On Mon, 18 Feb 2013, Linda Walsh wrote:

Hi dag, I really appreciate your working on this,
but it is really annoying hard and tedious.

_I_ am not certain about all the requirements of Direct I/O,

I.e. would have to research (goog/kernel source...etc).

It may be different on different platforms, I _vaguely_ remember
'talking'(email) with someone working on 'dd', and they were telling
me how they had to compensate for a change in the kernel which used
to handle the buffering of partial sector reads/writes for those
who did directio on a device.  Then they decided that much hand-holding
was wrong because, IMO, they basically wanted people to use the buffer
cache -- since for most people, and most things it's a good thing.

It is different on some platforms, iirc the iozone source code has provisions for three (VX_DIRECT, O_DIRECT or O_DIRECTIO), albeit manageable. I would be already happy providing the functionality for systems supporting O_DIRECT (can't test the others anyway).

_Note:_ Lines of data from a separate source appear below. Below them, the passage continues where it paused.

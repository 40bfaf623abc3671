//! Random pick from a fixed list
//!
//! Used by the truth-or-dare game. Randomness comes from a caller-supplied
//! [`Rng`] so tests can seed it.

use rand::seq::SliceRandom;
use rand::Rng;
use serde::{Deserialize, Serialize};

use crate::{Error, Result};

/// Truth-or-dare card type
#[derive(Debug, Clone, Copy, PartialEq, Eq, Serialize, Deserialize)]
#[serde(rename_all = "snake_case")]
pub enum PromptKind {
    Truth,
    Dare,
}

impl PromptKind {
    pub fn from_str(s: &str) -> Option<Self> {
        match s.trim().to_lowercase().as_str() {
            "truth" => Some(PromptKind::Truth),
            "dare" => Some(PromptKind::Dare),
            _ => None,
        }
    }

    /// Pick a kind with equal probability
    pub fn random<R: Rng + ?Sized>(rng: &mut R) -> Self {
        if rng.gen_bool(0.5) {
            PromptKind::Truth
        } else {
            PromptKind::Dare
        }
    }

    /// The fixed deck for this kind
    pub fn deck(&self) -> &'static [&'static str] {
        match self {
            PromptKind::Truth => TRUTHS,
            PromptKind::Dare => DARES,
        }
    }
}

impl std::fmt::Display for PromptKind {
    fn fmt(&self, f: &mut std::fmt::Formatter<'_>) -> std::fmt::Result {
        match self {
            PromptKind::Truth => write!(f, "Truth"),
            PromptKind::Dare => write!(f, "Dare"),
        }
    }
}

const TRUTHS: &[&str] = &[
    "What was your first impression of me?",
    "What is a habit of mine you secretly love?",
    "When did you first realize you had feelings for me?",
    "What is something you have never told me?",
    "What is your favorite memory of us?",
    "What is one thing you would change about our first date?",
    "Which of my friends do you like the most?",
    "What song reminds you of me?",
    "What is the most romantic thing I have ever done?",
    "What is one dream you have not shared with me yet?",
    "What small thing do I do that makes your day better?",
    "What is your biggest fear about our future?",
];

const DARES: &[&str] = &[
    "Give me a 30 second massage.",
    "Sing the chorus of our song.",
    "Write me a four line love poem right now.",
    "Do your best impression of me.",
    "Plan our next date in under a minute.",
    "Send me a voice note saying why you love me.",
    "Dance with me for one full song.",
    "Recreate our first selfie together.",
    "Let me choose your phone wallpaper for a day.",
    "Cook me breakfast tomorrow morning.",
    "Tell me three things you love about me without pausing.",
    "Hold eye contact with me for 60 seconds.",
];

/// Pick one item uniformly at random
///
/// # Errors
/// [`Error::InvalidInput`] when `items` is empty.
pub fn pick_one<'a, T, R: Rng + ?Sized>(items: &'a [T], rng: &mut R) -> Result<&'a T> {
    items
        .choose(rng)
        .ok_or_else(|| Error::InvalidInput("cannot pick from an empty list".to_string()))
}

/// Pick a truth-or-dare card of the given kind
pub fn pick<R: Rng + ?Sized>(kind: PromptKind, rng: &mut R) -> Result<&'static str> {
    pick_one(kind.deck(), rng).copied()
}

#[cfg(test)]
mod tests {
    use super::*;
    use rand::rngs::StdRng;
    use rand::SeedableRng;

    #[test]
    fn test_pick_one_empty_rejected() {
        let mut rng = StdRng::seed_from_u64(7);
        let empty: [u8; 0] = [];
        assert!(matches!(
            pick_one(&empty, &mut rng),
            Err(Error::InvalidInput(_))
        ));
    }

    #[test]
    fn test_pick_one_single_item() {
        let mut rng = StdRng::seed_from_u64(7);
        assert_eq!(pick_one(&["only"], &mut rng).unwrap(), &"only");
    }

    #[test]
    fn test_pick_is_deterministic_for_seed() {
        let mut a = StdRng::seed_from_u64(42);
        let mut b = StdRng::seed_from_u64(42);
        for _ in 0..20 {
            assert_eq!(
                pick(PromptKind::Dare, &mut a).unwrap(),
                pick(PromptKind::Dare, &mut b).unwrap()
            );
        }
    }

    #[test]
    fn test_pick_comes_from_deck() {
        let mut rng = StdRng::seed_from_u64(1);
        for _ in 0..50 {
            let truth = pick(PromptKind::Truth, &mut rng).unwrap();
            assert!(TRUTHS.contains(&truth));
            let dare = pick(PromptKind::Dare, &mut rng).unwrap();
            assert!(DARES.contains(&dare));
        }
    }

    #[test]
    fn test_random_kind_covers_both() {
        let mut rng = StdRng::seed_from_u64(3);
        let kinds: Vec<PromptKind> = (0..64).map(|_| PromptKind::random(&mut rng)).collect();
        assert!(kinds.contains(&PromptKind::Truth));
        assert!(kinds.contains(&PromptKind::Dare));
    }

    #[test]
    fn test_kind_parse() {
        assert_eq!(PromptKind::from_str("Truth"), Some(PromptKind::Truth));
        assert_eq!(PromptKind::from_str(" DARE "), Some(PromptKind::Dare));
        assert_eq!(PromptKind::from_str("maybe"), None);
    }
}
//! Common error types for Duet

use thiserror::Error;

/// Common result type for Duet operations
pub type Result<T> = std::result::Result<T, Error>;

/// Common error types across the Duet crates
#[derive(Error, Debug)]
pub enum Error {
    /// Caller passed malformed data (length mismatch, out-of-range index)
    #[error("Invalid input: {0}")]
    InvalidInput(String),

    /// Operation not allowed in the current state (e.g. completed quiz)
    #[error("Invalid state: {0}")]
    InvalidState(String),

    /// Configuration loading or validation error
    #[error("Configuration error: {0}")]
    Config(String),

    /// I/O operation error (wraps std::io::Error)
    #[error("IO error: {0}")]
    Io(#[from] std::io::Error),
}
//! Cosine similarity ranking of candidate colleges.

use edualign_core::{cosine_similarity, College, PreferenceVector, ProfileVector};
use ordered_float::OrderedFloat;
use rayon::prelude::*;
use std::cmp::Ordering;
use std::sync::Arc;

/// A candidate college with its cosine similarity to the student
#[derive(Debug, Clone, Copy)]
pub struct ScoredCollege<'a> {
    pub college: &'a College,
    pub profile: &'a ProfileVector,
    pub score: f32,
}

impl ScoredCollege<'_> {
    pub fn id(&self) -> u32 {
        self.college.id
    }
}

/// Descending score, then ascending institution id
fn by_rank(a: &ScoredCollege<'_>, b: &ScoredCollege<'_>) -> Ordering {
    OrderedFloat(b.score)
        .cmp(&OrderedFloat(a.score))
        .then(a.college.id.cmp(&b.college.id))
}

/// Score every candidate that has a complete profile and keep the best `limit`.
///
/// Colleges without a profile are skipped. The order is a total order, so the
/// result is identical across calls for the same inputs.
pub fn rank_candidates<'a>(
    prefs: &PreferenceVector,
    candidates: &'a [Arc<College>],
    limit: usize,
) -> Vec<ScoredCollege<'a>> {
    let student = prefs.as_slice();

    let mut scored: Vec<ScoredCollege<'a>> = candidates
        .par_iter()
        .filter_map(|college| {
            let profile = college.profile.as_ref()?;
            Some(ScoredCollege {
                college: college.as_ref(),
                profile,
                score: cosine_similarity(student, profile.as_slice()),
            })
        })
        .collect();

    scored.sort_by(by_rank);
    scored.truncate(limit);
    scored
}
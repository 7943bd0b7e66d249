use actix_web::{error::JsonPayloadError, error::QueryPayloadError, http::StatusCode, HttpRequest, HttpResponse, ResponseError};
use edualign_core::{Error as CoreError, ValidationError};
use thiserror::Error;

/// Handler failure, rendered as `{"error": message}`
#[derive(Error, Debug)]
pub enum ApiError {
    #[error("{0}")]
    BadRequest(String),

    #[error("{0}")]
    NotFound(String),

    #[error("{0}")]
    Internal(String),
}

impl ResponseError for ApiError {
    fn status_code(&self) -> StatusCode {
        match self {
            ApiError::BadRequest(_) => StatusCode::BAD_REQUEST,
            ApiError::NotFound(_) => StatusCode::NOT_FOUND,
            ApiError::Internal(_) => StatusCode::INTERNAL_SERVER_ERROR,
        }
    }

    fn error_response(&self) -> HttpResponse {
        HttpResponse::build(self.status_code()).json(serde_json::json!({
            "error": self.to_string()
        }))
    }
}

impl From<ValidationError> for ApiError {
    fn from(e: ValidationError) -> Self {
        ApiError::BadRequest(e.to_string())
    }
}

impl From<CoreError> for ApiError {
    fn from(e: CoreError) -> Self {
        match e {
            CoreError::Validation(v) => v.into(),
            CoreError::CollegeNotFound(_) => ApiError::NotFound(e.to_string()),
            CoreError::InsufficientCostData(_) => ApiError::BadRequest(e.to_string()),
            CoreError::InvalidConfig(_) | CoreError::Io(_) | CoreError::Serialization(_) => {
                tracing::error!(error = %e, "Internal error while handling request");
                ApiError::Internal(e.to_string())
            }
        }
    }
}

pub(crate) fn json_error(err: JsonPayloadError, _req: &HttpRequest) -> actix_web::Error {
    ApiError::BadRequest(format!("Invalid request body: {err}")).into()
}

pub(crate) fn query_error(err: QueryPayloadError, _req: &HttpRequest) -> actix_web::Error {
    ApiError::BadRequest(format!("Invalid query string: {err}")).into()
}

#[cfg(test)]
mod tests {
    use super::*;
    use edualign_core::ExperienceDimension;

    #[test]
    fn test_status_mapping() {
        let unknown: ApiError = CoreError::CollegeNotFound(7).into();
        assert_eq!(unknown.status_code(), StatusCode::NOT_FOUND);

        let invalid: ApiError = CoreError::from(ValidationError::MissingDimension(
            ExperienceDimension::SocialLife,
        ))
        .into();
        assert_eq!(invalid.status_code(), StatusCode::BAD_REQUEST);
        assert_eq!(invalid.to_string(), "Missing dimension: social_life");

        let io: ApiError = CoreError::InvalidConfig("bad".to_string()).into();
        assert_eq!(io.status_code(), StatusCode::INTERNAL_SERVER_ERROR);
    }
}
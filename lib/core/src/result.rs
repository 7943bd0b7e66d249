use serde::Serialize;

use crate::dimension::ExperienceDimension;
use crate::preference::ProfileVector;

/// One ranked college in a match response
#[derive(Debug, Clone, Serialize, PartialEq)]
pub struct MatchResult {
    pub institution_id: u32,
    pub institution_name: String,
    /// Overall alignment in `[0, 1]`
    pub similarity_score: f32,
    pub explanation: String,
    pub strengths: Vec<ExperienceDimension>,
    pub tradeoffs: Vec<ExperienceDimension>,
    /// The college's own dimension scores, for charting
    pub scores: ProfileVector,
}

Sorry about my example below -- I'd already replaced the --directio in
the shell script with --drop-cache -- which I'd forgotten I already
had in the script (memory for these things is completely gone!)..

But really, it did have the direct-io in the statement before I
changed it into a drop cache.

Ok, the "Invalid argument" error could be because the filesystem did not support direct I/O (e.g. NTFS) or there was a misalignment. On the system I wrote this patch for, it simply works out of the box on NFS. (RHEL5 64bit)

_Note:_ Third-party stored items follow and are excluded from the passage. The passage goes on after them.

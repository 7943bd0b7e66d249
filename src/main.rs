use anyhow::Context;
use clap::{Parser, ValueEnum};
use edualign_api::{AppState, RestApi};
use edualign_core::{ScoreScale, SuggestionPolicy, Vectorizer};
use edualign_matching::{gemini, GeminiClient, GeminiConfig, Matcher, MatcherConfig};
use edualign_storage::{CollegeCatalog, MatchHistory};
use std::path::PathBuf;
use std::sync::Arc;
use std::time::Duration;
use tracing::{info, warn};
use tracing_subscriber::{EnvFilter, FmtSubscriber};

#[derive(Copy, Clone, Debug, PartialEq, Eq, ValueEnum)]
enum ScaleArg {
    /// Scores already normalized to [0, 1]
    Unit,
    /// Raw 0-10 survey scores
    Ten,
}

impl From<ScaleArg> for ScoreScale {
    fn from(arg: ScaleArg) -> Self {
        match arg {
            ScaleArg::Unit => ScoreScale::Unit,
            ScaleArg::Ten => ScoreScale::Ten,
        }
    }
}

/// College matching service
#[derive(Parser, Debug)]
#[command(name = "edualign")]
#[command(about = "Match students to colleges by lived experience", long_about = None)]
struct Args {
    /// JSON array of college records
    #[arg(short, long, default_value = "./data/colleges.json")]
    catalog: PathBuf,

    /// Scale of the experience scores in the catalog
    #[arg(long, value_enum, default_value_t = ScaleArg::Unit)]
    score_scale: ScaleArg,

    /// HTTP API port
    #[arg(long, default_value_t = 8000)]
    http_port: u16,

    /// Log level, overridden by RUST_LOG
    #[arg(long, default_value = "info")]
    log_level: String,

    /// Append served matches to this JSON lines file
    #[arg(long)]
    history: Option<PathBuf>,

    /// JSON file overriding the slider suggestion rules
    #[arg(long)]
    suggestion_policy: Option<PathBuf>,

    /// Generation API key; matching uses similarity only when unset
    #[arg(long, env = "GEMINI_API_KEY", hide_env_values = true)]
    gemini_api_key: Option<String>,

    #[arg(long, default_value = gemini::DEFAULT_MODEL)]
    gemini_model: String,

    #[arg(long, default_value = gemini::DEFAULT_BASE_URL)]
    gemini_base_url: String,

    /// Deadline for one generation call
    #[arg(long, default_value_t = 15_000)]
    generation_timeout_ms: u64,

    /// Candidates sent to the generator
    #[arg(long, default_value_t = 20)]
    prefilter_size: usize,

    /// Largest accepted top_n
    #[arg(long, default_value_t = 50)]
    max_top_n: usize,
}

fn build_matcher(args: &Args) -> anyhow::Result<Matcher> {
    let config = MatcherConfig {
        prefilter_size: args.prefilter_size.max(1),
        max_top_n: args.max_top_n.max(1),
        generation_timeout: Duration::from_millis(args.generation_timeout_ms),
        ..MatcherConfig::default()
    };

    let api_key = args
        .gemini_api_key
        .as_deref()
        .map(str::trim)
        .filter(|k| !k.is_empty());

    let Some(api_key) = api_key else {
        warn!("GEMINI_API_KEY not set, matches will use similarity ranking only");
        return Ok(Matcher::new(config));
    };

    let client = GeminiClient::new(GeminiConfig {
        model: args.gemini_model.clone(),
        base_url: args.gemini_base_url.clone(),
        timeout: config.generation_timeout,
        ..GeminiConfig::new(api_key)
    })
    .context("building generation client")?;
    info!("Generated matching enabled with model {}", client.model());

    Ok(Matcher::with_generator(config, Arc::new(client)))
}

#[tokio::main]
async fn main() -> anyhow::Result<()> {
    let args = Args::parse();

    let filter = EnvFilter::try_from_default_env()
        .or_else(|_| EnvFilter::try_new(&args.log_level))
        .context("invalid log level")?;
    let subscriber = FmtSubscriber::builder().with_env_filter(filter).finish();
    tracing::subscriber::set_global_default(subscriber)?;

    info!("Starting EduAlign v{}", env!("CARGO_PKG_VERSION"));
    info!("Catalog: {:?}", args.catalog);
    info!("HTTP API port: {}", args.http_port);

    let catalog = CollegeCatalog::load_or_empty(&args.catalog, args.score_scale.into())
        .with_context(|| format!("loading college catalog {}", args.catalog.display()))?;

    let policy = match &args.suggestion_policy {
        Some(path) => SuggestionPolicy::from_file(path)
            .with_context(|| format!("loading suggestion policy {}", path.display()))?,
        None => SuggestionPolicy::default(),
    };

    let matcher = build_matcher(&args)?;
    let mut state = AppState::new(catalog, Vectorizer::new(policy), matcher);
    if let Some(path) = &args.history {
        let history = MatchHistory::open(path)
            .with_context(|| format!("opening match history {}", path.display()))?;
        info!("Recording match history to {}", history.path().display());
        state = state.with_history(history);
    }
    let state = Arc::new(state);

    let http_port = args.http_port;
    let http_handle = std::thread::spawn(move || {
        info!("Starting HTTP server on port {}", http_port);
        let sys = actix_web::rt::System::new();
        sys.block_on(async {
            if let Err(e) = RestApi::start(state, http_port).await {
                tracing::error!("HTTP server error: {}", e);
            }
        })
    });

    info!("EduAlign started successfully");
    info!("HTTP API: http://localhost:{}/", http_port);

    tokio::select! {
        _ = tokio::signal::ctrl_c() => {
            info!("Shutdown signal received");
        }
        _ = tokio::task::spawn_blocking(move || {
            http_handle.join().ok();
        }) => {
            info!("HTTP server stopped");
        }
    }

    info!("Shutting down...");
    Ok(())
}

Anyway, the first thing I'd want to find out is why it is writing to a socket for a local file copy?

Because even when running rsync locally, it works as client-server over a socket ?

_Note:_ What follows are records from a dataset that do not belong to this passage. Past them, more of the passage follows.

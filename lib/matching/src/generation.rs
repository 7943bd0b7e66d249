use futures_util::future::BoxFuture;
use std::time::Duration;
use thiserror::Error;

/// Any failure of the external generation call.
///
/// The matcher never surfaces these to its caller; they select the fallback
/// path.
#[derive(Error, Debug, Clone, PartialEq)]
pub enum GenerationError {
    #[error("generation timed out after {0:?}")]
    Timeout(Duration),

    #[error("generation service is rate limiting requests")]
    RateLimited,

    #[error("generation service returned HTTP {0}")]
    Status(u16),

    #[error("transport error: {0}")]
    Transport(String),

    #[error("generation service returned no text")]
    EmptyResponse,

    #[error("malformed generation reply: {0}")]
    Malformed(String),
}

impl GenerationError {
    pub(crate) fn malformed(reason: impl Into<String>) -> Self {
        GenerationError::Malformed(reason.into())
    }
}

/// A fully rendered request for the generation service
#[derive(Debug, Clone, PartialEq)]
pub struct Prompt {
    pub system: String,
    pub user: String,
}

/// An opaque text generation backend
pub trait Generator: Send + Sync {
    /// Short name used in logs
    fn name(&self) -> &str;

    /// Single attempt; implementations must not retry.
    fn generate<'a>(&'a self, prompt: &'a Prompt) -> BoxFuture<'a, Result<String, GenerationError>>;
}
//! Preference vectorizer
//!
//! Turns raw slider values, optionally combined with a [`StudentProfile`],
//! into a complete [`PreferenceVector`]. Slider suggestions are a
//! deterministic, rule-based mapping driven by a [`SuggestionPolicy`].

use serde::{Deserialize, Serialize};
use std::collections::BTreeMap;
use std::path::Path;

use crate::dimension::ExperienceDimension;
use crate::error::{Error, Result, ValidationError};
use crate::preference::{PreferenceVector, MIDPOINT_WEIGHT};
use crate::student::StudentProfile;

use ExperienceDimension::*;

/// Overrides applied when the student's major contains `keyword`
#[derive(Debug, Clone, PartialEq, Serialize, Deserialize)]
pub struct MajorProfile {
    pub keyword: String,
    pub sliders: BTreeMap<ExperienceDimension, f32>,
}

/// Minimum slider values applied when any keyword appears in the extracurriculars
#[derive(Debug, Clone, PartialEq, Serialize, Deserialize)]
pub struct ActivityRule {
    pub keywords: Vec<String>,
    pub floors: BTreeMap<ExperienceDimension, f32>,
}

/// Sets `dimension` to `value` when `keyword` appears in the free text
#[derive(Debug, Clone, PartialEq, Serialize, Deserialize)]
pub struct KeywordBoost {
    pub keyword: String,
    pub dimension: ExperienceDimension,
    pub value: f32,
}

/// GPA thresholds nudging academic intensity
#[derive(Debug, Clone, PartialEq, Serialize, Deserialize)]
pub struct GpaRule {
    pub high_threshold: f64,
    pub high_floor: f32,
    pub low_threshold: f64,
    pub low_ceiling: f32,
}

impl Default for GpaRule {
    fn default() -> Self {
        Self {
            high_threshold: 3.7,
            high_floor: 7.0,
            low_threshold: 2.8,
            low_ceiling: 5.0,
        }
    }
}

/// Tunable tables behind slider suggestions.
///
/// Rules apply in order: baseline, first matching major, activity floors,
/// free-text keywords (later keywords win), GPA.
#[derive(Debug, Clone, PartialEq, Serialize, Deserialize)]
#[serde(default)]
pub struct SuggestionPolicy {
    pub baseline: f32,
    pub majors: Vec<MajorProfile>,
    pub activities: Vec<ActivityRule>,
    pub keywords: Vec<KeywordBoost>,
    pub gpa: GpaRule,
}

impl SuggestionPolicy {
    /// Load a policy from a JSON file. Omitted sections keep their defaults.
    pub fn from_file<P: AsRef<Path>>(path: P) -> Result<Self> {
        let data = std::fs::read_to_string(path)?;
        let policy: SuggestionPolicy = serde_json::from_str(&data)?;
        policy.validate()?;
        Ok(policy)
    }

    pub fn validate(&self) -> Result<()> {
        if !(1.0..=10.0).contains(&self.baseline) {
            return Err(Error::InvalidConfig(format!(
                "baseline must be within [1, 10], got {}",
                self.baseline
            )));
        }
        if self.gpa.low_threshold > self.gpa.high_threshold {
            return Err(Error::InvalidConfig(
                "gpa.low_threshold must not exceed gpa.high_threshold".to_string(),
            ));
        }
        Ok(())
    }
}

impl Default for SuggestionPolicy {
    fn default() -> Self {
        Self {
            baseline: MIDPOINT_WEIGHT,
            majors: vec![
                major("computer science", &[(AcademicIntensity, 8.0), (CareerSupport, 9.0), (CollaborationVsCompetition, 7.0), (SocialLife, 5.0)]),
                major("engineering", &[(AcademicIntensity, 9.0), (CareerSupport, 8.0), (CollaborationVsCompetition, 6.0), (MentalHealthCulture, 6.0)]),
                major("business", &[(AcademicIntensity, 6.0), (CareerSupport, 9.0), (SocialLife, 7.0), (CollaborationVsCompetition, 5.0)]),
                major("pre-med", &[(AcademicIntensity, 10.0), (CareerSupport, 7.0), (CollaborationVsCompetition, 4.0), (MentalHealthCulture, 8.0)]),
                major("arts", &[(AcademicIntensity, 5.0), (SocialLife, 8.0), (Inclusivity, 8.0), (MentalHealthCulture, 7.0)]),
                major("humanities", &[(AcademicIntensity, 6.0), (SocialLife, 7.0), (Inclusivity, 8.0), (CollaborationVsCompetition, 7.0)]),
                major("nursing", &[(AcademicIntensity, 8.0), (CareerSupport, 9.0), (CampusSafety, 8.0), (MentalHealthCulture, 7.0)]),
                major("education", &[(AcademicIntensity, 5.0), (CareerSupport, 7.0), (Inclusivity, 8.0), (CollaborationVsCompetition, 8.0)]),
                major("biology", &[(AcademicIntensity, 8.0), (CareerSupport, 7.0), (CollaborationVsCompetition, 5.0)]),
                major("psychology", &[(AcademicIntensity, 6.0), (Inclusivity, 8.0), (MentalHealthCulture, 9.0), (SocialLife, 7.0)]),
            ],
            activities: vec![
                activity(&["sport", "tennis", "soccer", "basketball", "athlete", "swim", "track"], &[(SocialLife, 8.0), (CampusSafety, 7.0)]),
                activity(&["hackathon", "coding", "robotics", "tech"], &[(CareerSupport, 8.0), (AcademicIntensity, 7.0)]),
                activity(&["volunteer", "community", "service"], &[(Inclusivity, 8.0)]),
                activity(&["theater", "music", "art", "dance"], &[(SocialLife, 8.0), (Inclusivity, 7.0)]),
            ],
            keywords: vec![
                boost("collaborat", CollaborationVsCompetition, 9.0),
                boost("competiti", CollaborationVsCompetition, 3.0),
                boost("safe", CampusSafety, 9.0),
                boost("divers", Inclusivity, 9.0),
                boost("inclusi", Inclusivity, 9.0),
                boost("social", SocialLife, 9.0),
                boost("party", SocialLife, 9.0),
                boost("mental health", MentalHealthCulture, 9.0),
                boost("wellness", MentalHealthCulture, 8.0),
                boost("career", CareerSupport, 9.0),
                boost("intern", CareerSupport, 9.0),
                boost("job", CareerSupport, 8.0),
                boost("research", AcademicIntensity, 9.0),
                boost("rigorous", AcademicIntensity, 9.0),
                boost("prestige", OverallSatisfaction, 8.0),
                boost("chill", AcademicIntensity, 4.0),
                boost("relax", MentalHealthCulture, 8.0),
            ],
            gpa: GpaRule::default(),
        }
    }
}

fn major(keyword: &str, sliders: &[(ExperienceDimension, f32)]) -> MajorProfile {
    MajorProfile {
        keyword: keyword.to_string(),
        sliders: sliders.iter().copied().collect(),
    }
}

fn activity(keywords: &[&str], floors: &[(ExperienceDimension, f32)]) -> ActivityRule {
    ActivityRule {
        keywords: keywords.iter().map(|k| k.to_string()).collect(),
        floors: floors.iter().copied().collect(),
    }
}

fn boost(keyword: &str, dimension: ExperienceDimension, value: f32) -> KeywordBoost {
    KeywordBoost {
        keyword: keyword.to_string(),
        dimension,
        value,
    }
}

/// Builds complete preference vectors from partial input
#[derive(Debug, Clone, Default)]
pub struct Vectorizer {
    policy: SuggestionPolicy,
}

impl Vectorizer {
    pub fn new(policy: SuggestionPolicy) -> Self {
        Self { policy }
    }

    /// Strict validation used at the request boundary.
    pub fn validate(&self, raw: &BTreeMap<String, f64>) -> std::result::Result<PreferenceVector, ValidationError> {
        PreferenceVector::from_map(raw)
    }

    /// Complete a partial slider map.
    ///
    /// Missing dimensions come from [`Vectorizer::suggest`] when a profile is
    /// given and from the baseline otherwise. Supplied values are clamped to
    /// `[1, 10]`; unknown keys and non-finite values are rejected.
    pub fn vectorize(
        &self,
        partial: &BTreeMap<String, f64>,
        profile: Option<&StudentProfile>,
    ) -> std::result::Result<PreferenceVector, ValidationError> {
        let mut prefs = match profile {
            Some(p) => self.suggest(p),
            None => PreferenceVector::uniform(self.policy.baseline),
        };

        for (key, &value) in partial {
            let dim: ExperienceDimension = key.parse()?;
            if !value.is_finite() {
                return Err(ValidationError::NotFinite(dim));
            }
            prefs.set(dim, value as f32);
        }

        Ok(prefs)
    }

    /// Suggested slider values for a student profile
    pub fn suggest(&self, profile: &StudentProfile) -> PreferenceVector {
        let policy = &self.policy;
        let mut prefs = PreferenceVector::uniform(policy.baseline);

        let major = lowercase(&profile.major);
        if !major.is_empty() {
            if let Some(m) = policy.majors.iter().find(|m| major.contains(m.keyword.as_str())) {
                for (&dim, &value) in &m.sliders {
                    prefs.set(dim, value);
                }
            }
        }

        let extras = lowercase(&profile.extracurriculars);
        for rule in &policy.activities {
            if rule.keywords.iter().any(|k| extras.contains(k.as_str())) {
                for (&dim, &floor) in &rule.floors {
                    prefs.set(dim, prefs.get(dim).max(floor));
                }
            }
        }

        let free_text = lowercase(&profile.free_text);
        for kw in &policy.keywords {
            if free_text.contains(kw.keyword.as_str()) {
                prefs.set(kw.dimension, kw.value);
            }
        }

        if let Some(gpa) = profile.gpa.filter(|g| g.is_finite() && *g > 0.0) {
            let current = prefs.get(AcademicIntensity);
            if gpa >= policy.gpa.high_threshold {
                prefs.set(AcademicIntensity, current.max(policy.gpa.high_floor));
            } else if gpa < policy.gpa.low_threshold {
                prefs.set(AcademicIntensity, current.min(policy.gpa.low_ceiling));
            }
        }

        prefs
    }
}

fn lowercase(value: &Option<String>) -> String {
    value.as_deref().unwrap_or("").trim().to_lowercase()
}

It's going to be hard for direct I/O to make a difference (if it is workable,
the fact that they move a 'window' over the source emulating a memory-mapped
file isn't real helpful lining up memory with the sectors, but the minimums
we need to go for a minimum read size of 4096 (am pretty sure that we have to do that even on short files, and the kernel will just tell us we got less).

2nd thing -- need to make sure is to have a source of memory aligned boundaries.

I'd look at the implementation in fio, it's well documented.

First improvement to the patch would be to bail out when we get EINVAL so it's clear that direct-io as-is does not work/alignment is not implemented.


--
-- dag wieers, d...@wieers.com, http://dag.wieers.com/
-- dagit linux solutions, i...@dagit.net, http://dagit.net/

[Any errors in spelling, tact or fact are transmission errors]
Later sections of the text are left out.